I know it sounds crazy. How can someone who slept with your husband and helped unleash the destruction that became your life not be important? Because she's not. There are plenty of posts here, here and here about the Other Woman, in which I…ummm…express some of my own thoughts about the role these toxic people play. Weird thing is…I don't hate these women. They make me sigh out loud. They sometimes make me laugh. They make me roll my eyes. They exasperate me with their teen novel philosophies about love and life and destiny. Or they frustrate me with their "enlightened" bullshit about archaic institutions like marriage and "if you set something free…" lunacy. But I don't hate them. I don't even hate THE Other Woman in my life (though I hope she doesn't test this by showing up at my front door).
How did I get here?
By deciding I wasn't going to give her that much energy. By refusing to give up valuable real estate in my brain to her. By finally understanding that she wasn't the problem. She had never been the problem. She was willing and available. That was it.
And it was knowing, really knowing, that no matter how awful it felt to be me, I wouldn't have wanted to be her. I knew she hated herself. Not for what she'd done (she lacked the insight), but I understood that only someone who hated herself would allow herself to get involved with a married man who offered up nothing but misery.
I know lots of Other Women convince themselves that our husbands are their "soul mates". They spin fairy tales about how our husbands are misunderstood, or trapped. The convince themselves that they "couldn't help" themselves. Love, they say, is like that. (And let's be honest, our husbands are often active participants in these stories.)
We, of course, know that's bullshit. You simply don't get involved in the deliberate deception of another person unless you're capable of ethical gymnastics together with a deep belief that you don't deserve better.
The guys who stay with their wives and fight their way out of the hell that is post-betrayal marriage are caught in their own self-loathing.
In other words, these people hate themselves enough that we don't need to pile it on further.
So…where does our hate go? It slowly dissipates, as long as we don't feed its fire. It's smothered by compassion, for ourselves and our husbands and, with time, her. When we can recognize that our spouse's affair and his affair partner really had nothing to do with us. They're just two messed up people who lost their self-respect (along with their pants and any sense of decency).
The hate goes when you refuse to give it a home. When you will no longer be an incubator for an emotion that is turning you into exactly who you don't want to be.

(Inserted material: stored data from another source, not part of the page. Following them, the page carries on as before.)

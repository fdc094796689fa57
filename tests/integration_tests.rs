//! Integration tests for the synchronization server
//!
//! These tests run a real server on a loopback UDP socket and talk to it
//! through ordinary client sockets.

use server::config::ServerConfig;
use server::network::{Server, ServerContext};
use shared::{decode, encode, Direction, MovementState, Update, UpdateKind, MAX_DATAGRAM_SIZE};
use std::net::SocketAddr;
use std::time::Duration;
use tokio::net::UdpSocket;
use tokio::task::JoinHandle;
use tokio::time::{sleep, timeout};

type ServerHandle = JoinHandle<Result<(), server::error::ServerError>>;

fn loopback_config() -> ServerConfig {
    ServerConfig {
        host: "127.0.0.1".to_string(),
        port: 0,
        client_log: None,
        ..Default::default()
    }
}

async fn start_server(
    config: ServerConfig,
) -> (SocketAddr, ServerContext<UdpSocket>, ServerHandle) {
    let server = Server::bind(config).await.expect("bind server");
    let addr = server.local_addr().unwrap();
    let ctx = server.context();
    let handle = tokio::spawn(server.run());
    (addr, ctx, handle)
}

async fn stop_server(ctx: &ServerContext<UdpSocket>, handle: ServerHandle) {
    ctx.stop.raise();
    let joined = timeout(Duration::from_secs(2), handle)
        .await
        .expect("server did not shut down");
    let result = tokio_test::assert_ok!(joined);
    tokio_test::assert_ok!(result);
}

async fn wait_for_players(ctx: &ServerContext<UdpSocket>, count: usize) {
    timeout(Duration::from_secs(2), async {
        while ctx.registry.read().await.len() < count {
            sleep(Duration::from_millis(5)).await;
        }
    })
    .await
    .expect("players did not register");
}

/// Receives until the socket stays quiet, returning every decoded update
async fn collect_updates(socket: &UdpSocket, quiet: Duration) -> Vec<Update> {
    let mut buf = [0u8; MAX_DATAGRAM_SIZE];
    let mut updates = Vec::new();
    while let Ok(Ok((len, _))) = timeout(quiet, socket.recv_from(&mut buf)).await {
        updates.push(decode(&buf[..len]).expect("server sent malformed payload"));
    }
    updates
}

async fn register(server_addr: SocketAddr, id: u8, name: &str) -> UdpSocket {
    let socket = UdpSocket::bind("127.0.0.1:0").await.unwrap();
    let update = Update::registration(id, name, 0);
    socket.send_to(&encode(&update), server_addr).await.unwrap();
    socket
}

/// BROADCAST TESTS
mod broadcast_tests {
    use super::*;

    /// Player 1 moves; players 2 and 3 each see it exactly once, player 1 never does
    #[tokio::test]
    async fn movement_reaches_every_other_player() {
        let (server_addr, ctx, handle) = start_server(loopback_config()).await;

        let p1 = register(server_addr, 1, "one").await;
        let p2 = register(server_addr, 2, "two").await;
        let p3 = register(server_addr, 3, "three").await;
        wait_for_players(&ctx, 3).await;

        let movement = Update::movement(1, MovementState::Moving, Direction::NorthEast, 100);
        p1.send_to(&encode(&movement), server_addr).await.unwrap();

        let quiet = Duration::from_millis(200);
        for peer in [&p2, &p3] {
            let received: Vec<Update> = collect_updates(peer, quiet)
                .await
                .into_iter()
                .filter(|u| u.kind == UpdateKind::Movement)
                .collect();
            assert_eq!(received, vec![movement.clone()]);
        }

        let echoed = collect_updates(&p1, quiet)
            .await
            .into_iter()
            .any(|u| u.player_id == 1);
        assert!(!echoed, "sender received its own update");

        stop_server(&ctx, handle).await;
    }

    /// Re-registering from a new socket moves the player's endpoint
    #[tokio::test]
    async fn reregistration_updates_endpoint() {
        let (server_addr, ctx, handle) = start_server(loopback_config()).await;

        let old = register(server_addr, 4, "four").await;
        wait_for_players(&ctx, 1).await;
        let new = register(server_addr, 4, "four").await;
        let new_addr = new.local_addr().unwrap();

        timeout(Duration::from_secs(2), async {
            while ctx.registry.read().await.lookup(4).map(|p| p.addr) != Some(new_addr) {
                sleep(Duration::from_millis(5)).await;
            }
        })
        .await
        .expect("endpoint was not replaced");
        assert_eq!(ctx.registry.read().await.len(), 1);

        let sender = register(server_addr, 5, "five").await;
        wait_for_players(&ctx, 2).await;
        let movement = Update::movement(5, MovementState::Moving, Direction::South, 3);
        sender.send_to(&encode(&movement), server_addr).await.unwrap();

        let quiet = Duration::from_millis(200);
        let at_new = collect_updates(&new, quiet).await;
        assert!(at_new.contains(&movement));
        let at_old = collect_updates(&old, quiet).await;
        assert!(!at_old.contains(&movement));

        stop_server(&ctx, handle).await;
    }

    /// Garbage datagrams are dropped without disturbing later traffic
    #[tokio::test]
    async fn malformed_datagrams_are_ignored() {
        let (server_addr, ctx, handle) = start_server(loopback_config()).await;

        let p1 = register(server_addr, 1, "one").await;
        let p2 = register(server_addr, 2, "two").await;
        wait_for_players(&ctx, 2).await;

        p1.send_to(b"not an update", server_addr).await.unwrap();
        p1.send_to(b"", server_addr).await.unwrap();
        p1.send_to(b"9999", server_addr).await.unwrap();

        let movement = Update::movement(1, MovementState::Idle, Direction::None, 8);
        p1.send_to(&encode(&movement), server_addr).await.unwrap();

        let received = collect_updates(&p2, Duration::from_millis(200)).await;
        assert!(received.contains(&movement));
        assert_eq!(ctx.registry.read().await.len(), 2);

        stop_server(&ctx, handle).await;
    }
}

/// ORDERING TESTS
mod ordering_tests {
    use super::*;

    /// A burst sent out of order is delivered sorted when it lands in one drain pass
    #[tokio::test]
    async fn burst_is_delivered_in_timestamp_order() {
        let config = ServerConfig {
            reorder_window: Duration::from_millis(100),
            ..loopback_config()
        };
        let (server_addr, ctx, handle) = start_server(config).await;

        let p1 = register(server_addr, 1, "one").await;
        let p2 = register(server_addr, 2, "two").await;
        wait_for_players(&ctx, 2).await;
        // Let the registration broadcasts drain before the burst
        collect_updates(&p1, Duration::from_millis(150)).await;
        collect_updates(&p2, Duration::from_millis(150)).await;

        for timestamp in [40, 10, 30, 20, 50] {
            let update = Update::movement(1, MovementState::Moving, Direction::East, timestamp);
            p1.send_to(&encode(&update), server_addr).await.unwrap();
        }

        let timestamps: Vec<u32> = collect_updates(&p2, Duration::from_millis(300))
            .await
            .into_iter()
            .map(|u| u.timestamp)
            .collect();
        assert_eq!(timestamps, vec![10, 20, 30, 40, 50]);

        stop_server(&ctx, handle).await;
    }
}

/// LIFECYCLE TESTS
mod lifecycle_tests {
    use super::*;

    /// Stopping an idle server wakes the blocked loops
    #[tokio::test]
    async fn idle_server_stops_promptly() {
        let (_, ctx, handle) = start_server(loopback_config()).await;
        sleep(Duration::from_millis(20)).await;
        stop_server(&ctx, handle).await;
    }

    /// Binding a port that is already taken fails at startup
    #[tokio::test]
    async fn bind_conflict_is_fatal() {
        let taken = std::net::UdpSocket::bind("127.0.0.1:0").unwrap();
        let config = ServerConfig {
            port: taken.local_addr().unwrap().port(),
            ..loopback_config()
        };

        assert!(Server::bind(config).await.is_err());
    }
}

Her.


Wednesday, September 25, 2013

Responding to the Other Woman: Elle Unleashed

Definitely not smiling!
A woman recently posted a comment on my blog post Open Letter to the Other Woman. Here it is:

Does anyone (like me) ever wondered why the other woman always gets the blame, and the husband gets welcomed back with open arms??

Does the Wife forget;
He tooks the Vows
Hes the one betraying his family
Hes the one telling the lies

In my case..He initiated the cheating and the chase. Lied about getting a divorce. 
And actually im educated..with a degree..; a single parent of two children.

I was the other women, and a month ago i decided to end it with him finally after two years. 
Only this week his Wife has been trying to call me on a witheld number and i refused to answer to her. Beacuse I know if i did answer..she would not like what i had to say.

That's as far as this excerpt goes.